Top of Task material

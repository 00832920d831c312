//! # Cache-Busting
//!
//! Appends a freshness token to URLs served by our own storage.
//!
//! ## Rules
//! 1. URL not on a managed storage host: unchanged
//! 2. Content record given and client not mobile: `v={last modified millis}` from the content store
//! 3. Mobile client: `t={now millis}&cb={salt}`, different on every call
//! 4. Otherwise unchanged
//!
//! ## Notes
//! - `v` only changes when the record changes, so CDN caches keep working
//! - `t`/`cb` defeats every cache on purpose
//! - Storage ignores all three parameters, only intermediary caches see them
//! - Failed version lookups leave the URL untouched
use std::{error::Error, sync::Arc};

use async_trait::async_trait;
use chrono::{DateTime, Utc};
use rand::{Rng, distr::Alphanumeric};
use tracing::{debug, warn};
use url::Url;

use crate::client::ClientContext;

pub const VERSION_PARAM: &str = "v";
pub const TIMESTAMP_PARAM: &str = "t";
pub const SALT_PARAM: &str = "cb";

const SALT_LEN: usize = 8;

pub type LookupError = Box<dyn Error + Send + Sync>;

/// Last-modified lookup for content records.
#[async_trait]
pub trait VersionLookup: Send + Sync {
    async fn last_modified(&self, table: &str, id: &str)
    -> Result<Option<DateTime<Utc>>, LookupError>;
}

#[derive(Debug, Clone, PartialEq, Eq)]
pub struct ContentRef {
    pub table: String,
    pub id: String,
}

impl ContentRef {
    pub fn new(table: impl Into<String>, id: impl Into<String>) -> Self {
        Self {
            table: table.into(),
            id: id.into(),
        }
    }
}

#[derive(Debug, Clone, Default)]
pub struct AnnotateOptions {
    pub client: ClientContext,
    pub content: Option<ContentRef>,
}

#[derive(Debug, Clone, PartialEq, Eq)]
pub enum CacheToken {
    Version(i64),
    Salted { timestamp: i64, salt: String },
}

impl CacheToken {
    pub fn salted() -> Self {
        let salt = rand::rng()
            .sample_iter(&Alphanumeric)
            .take(SALT_LEN)
            .map(char::from)
            .collect();

        CacheToken::Salted {
            timestamp: Utc::now().timestamp_millis(),
            salt,
        }
    }

    /// Appends the token. The existing query text is left as it was.
    pub fn apply(&self, url: &mut Url) {
        let mut query = url.query_pairs_mut();

        match self {
            CacheToken::Version(stamp) => {
                query.append_pair(VERSION_PARAM, &stamp.to_string());
            }
            CacheToken::Salted { timestamp, salt } => {
                query.append_pair(TIMESTAMP_PARAM, &timestamp.to_string());
                query.append_pair(SALT_PARAM, salt);
            }
        }
    }
}

#[derive(Clone)]
pub struct Annotator {
    managed_hosts: Vec<String>,
    versions: Arc<dyn VersionLookup>,
}

impl Annotator {
    pub fn new(managed_hosts: Vec<String>, versions: Arc<dyn VersionLookup>) -> Self {
        let managed_hosts = managed_hosts
            .into_iter()
            .map(|host| host.trim().to_ascii_lowercase())
            .filter(|host| !host.is_empty())
            .collect();

        Self {
            managed_hosts,
            versions,
        }
    }

    pub fn is_managed(&self, url: &Url) -> bool {
        let Some(host) = url.host_str() else {
            return false;
        };
        let host = host.to_ascii_lowercase();

        self.managed_hosts.iter().any(|managed| {
            host == *managed
                || host
                    .strip_suffix(managed.as_str())
                    .is_some_and(|prefix| prefix.ends_with('.'))
        })
    }

    pub async fn annotate(&self, url: &str, opts: &AnnotateOptions) -> String {
        let Ok(mut parsed) = Url::parse(url) else {
            return url.to_string();
        };

        if !self.is_managed(&parsed) {
            return url.to_string();
        }

        let token = match (&opts.content, opts.client.is_mobile) {
            (Some(content), false) => self.version_token(content).await,
            (_, true) => Some(CacheToken::salted()),
            (None, false) => None,
        };

        let Some(token) = token else {
            return url.to_string();
        };

        token.apply(&mut parsed);
        debug!(url = %parsed, "Annotated image url");

        parsed.into()
    }

    async fn version_token(&self, content: &ContentRef) -> Option<CacheToken> {
        match self
            .versions
            .last_modified(&content.table, &content.id)
            .await
        {
            Ok(Some(modified)) => Some(CacheToken::Version(modified.timestamp_millis())),
            Ok(None) => {
                debug!(table = %content.table, id = %content.id, "No version for content record");
                None
            }
            Err(e) => {
                warn!(
                    table = %content.table,
                    id = %content.id,
                    "Content version lookup failed: {e}"
                );
                None
            }
        }
    }
}

#[cfg(test)]
mod tests {
    use std::{
        collections::HashMap,
        sync::{
            Arc,
            atomic::{AtomicUsize, Ordering},
        },
    };

    use async_trait::async_trait;
    use chrono::{DateTime, TimeZone, Utc};
    use url::Url;

    use super::{
        AnnotateOptions, Annotator, CacheToken, ContentRef, LookupError, VersionLookup,
    };
    use crate::client::ClientContext;

    const MANAGED: &str = "https://cdn.example.com/models/a.jpg";

    #[derive(Default)]
    struct Versions {
        records: HashMap<(String, String), DateTime<Utc>>,
        calls: AtomicUsize,
        broken: bool,
    }

    #[async_trait]
    impl VersionLookup for Versions {
        async fn last_modified(
            &self,
            table: &str,
            id: &str,
        ) -> Result<Option<DateTime<Utc>>, LookupError> {
            self.calls.fetch_add(1, Ordering::SeqCst);

            if self.broken {
                return Err("content store down".into());
            }

            Ok(self
                .records
                .get(&(table.to_string(), id.to_string()))
                .copied())
        }
    }

    fn modified() -> DateTime<Utc> {
        Utc.with_ymd_and_hms(2025, 3, 1, 12, 0, 0).unwrap()
    }

    fn versions() -> Arc<Versions> {
        let mut records = HashMap::new();
        records.insert(("models".to_string(), "42".to_string()), modified());

        Arc::new(Versions {
            records,
            ..Default::default()
        })
    }

    fn annotator(versions: Arc<Versions>) -> Annotator {
        Annotator::new(vec!["cdn.example.com".to_string()], versions)
    }

    fn params(url: &str) -> HashMap<String, String> {
        Url::parse(url).unwrap().query_pairs().into_owned().collect()
    }

    fn desktop_with(table: &str, id: &str) -> AnnotateOptions {
        AnnotateOptions {
            client: ClientContext::DESKTOP,
            content: Some(ContentRef::new(table, id)),
        }
    }

    fn mobile() -> AnnotateOptions {
        AnnotateOptions {
            client: ClientContext::MOBILE,
            content: None,
        }
    }

    #[tokio::test]
    async fn test_no_rule_applies() {
        let annotator = annotator(versions());

        assert_eq!(annotator.annotate(MANAGED, &AnnotateOptions::default()).await, MANAGED);
    }

    #[tokio::test]
    async fn test_unmanaged_host_unchanged() {
        let versions = versions();
        let annotator = annotator(versions.clone());

        let url = "https://x.com/b.jpg";
        assert_eq!(annotator.annotate(url, &mobile()).await, url);
        assert_eq!(annotator.annotate(url, &desktop_with("models", "42")).await, url);
        assert_eq!(annotator.annotate("/images/a.jpg", &mobile()).await, "/images/a.jpg");
        assert_eq!(versions.calls.load(Ordering::SeqCst), 0);
    }

    #[tokio::test]
    async fn test_version_token() {
        let annotator = annotator(versions());

        let annotated = annotator.annotate(MANAGED, &desktop_with("models", "42")).await;
        let params = params(&annotated);

        assert!(annotated.starts_with(MANAGED));
        assert_eq!(params["v"], modified().timestamp_millis().to_string());
        assert!(!params.contains_key("t"));
    }

    #[tokio::test]
    async fn test_version_token_is_stable() {
        let annotator = annotator(versions());
        let opts = desktop_with("models", "42");

        assert_eq!(
            annotator.annotate(MANAGED, &opts).await,
            annotator.annotate(MANAGED, &opts).await
        );
    }

    #[tokio::test]
    async fn test_missing_record_unchanged() {
        let annotator = annotator(versions());

        assert_eq!(annotator.annotate(MANAGED, &desktop_with("models", "7")).await, MANAGED);
    }

    #[tokio::test]
    async fn test_lookup_failure_unchanged() {
        let annotator = annotator(Arc::new(Versions {
            broken: true,
            ..Default::default()
        }));

        assert_eq!(annotator.annotate(MANAGED, &desktop_with("models", "42")).await, MANAGED);
    }

    #[tokio::test]
    async fn test_mobile_salted() {
        let versions = versions();
        let annotator = annotator(versions.clone());

        let first = params(&annotator.annotate(MANAGED, &mobile()).await);
        let second = params(&annotator.annotate(MANAGED, &mobile()).await);

        assert!(first.contains_key("t"));
        assert_eq!(first["cb"].len(), 8);
        assert_ne!(first["cb"], second["cb"]);
        assert_eq!(versions.calls.load(Ordering::SeqCst), 0);
    }

    #[tokio::test]
    async fn test_mobile_ignores_content_version() {
        let versions = versions();
        let annotator = annotator(versions.clone());
        let opts = AnnotateOptions {
            client: ClientContext::MOBILE,
            content: Some(ContentRef::new("models", "42")),
        };

        let params = params(&annotator.annotate(MANAGED, &opts).await);

        assert!(params.contains_key("t"));
        assert!(params.contains_key("cb"));
        assert!(!params.contains_key("v"));
        assert_eq!(versions.calls.load(Ordering::SeqCst), 0);
    }

    #[tokio::test]
    async fn test_existing_query_kept() {
        let annotator = annotator(versions());
        let url = "https://img.cdn.example.com/a.jpg?width=400&title=red%20dress&v=1";

        let annotated = annotator.annotate(url, &desktop_with("models", "42")).await;

        assert_eq!(
            annotated,
            format!("{url}&v={}", modified().timestamp_millis())
        );
    }

    #[tokio::test]
    async fn test_salted_query_appended() {
        let annotator = annotator(versions());
        let url = "https://cdn.example.com/a.jpg?t=1&cb=mine";

        let annotated = annotator.annotate(url, &mobile()).await;

        assert!(annotated.starts_with(&format!("{url}&t=")));
        assert_eq!(annotated.matches("cb=").count(), 2);
    }

    #[test]
    fn test_managed_host_matching() {
        let annotator = annotator(versions());

        let managed = |url: &str| annotator.is_managed(&Url::parse(url).unwrap());

        assert!(managed("https://cdn.example.com/a.jpg"));
        assert!(managed("https://eu.CDN.example.com/a.jpg"));
        assert!(!managed("https://evilcdn.example.com/a.jpg"));
        assert!(!managed("https://example.com/a.jpg"));
    }

    #[test]
    fn test_salts_differ() {
        assert_ne!(CacheToken::salted(), CacheToken::salted());
    }
}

Bottom of Task material

Instructions to follow:
Take the lines from the start of the records through the line holding "storage host: unchanged", both included, and please print them exactly, with nothing else.

Written answer:
repository 00832920d831c312
//! # Cache-Busting
//!
//! Appends a freshness token to URLs served by our own storage.
//!
//! ## Rules
//! 1. URL not on a managed storage host: unchanged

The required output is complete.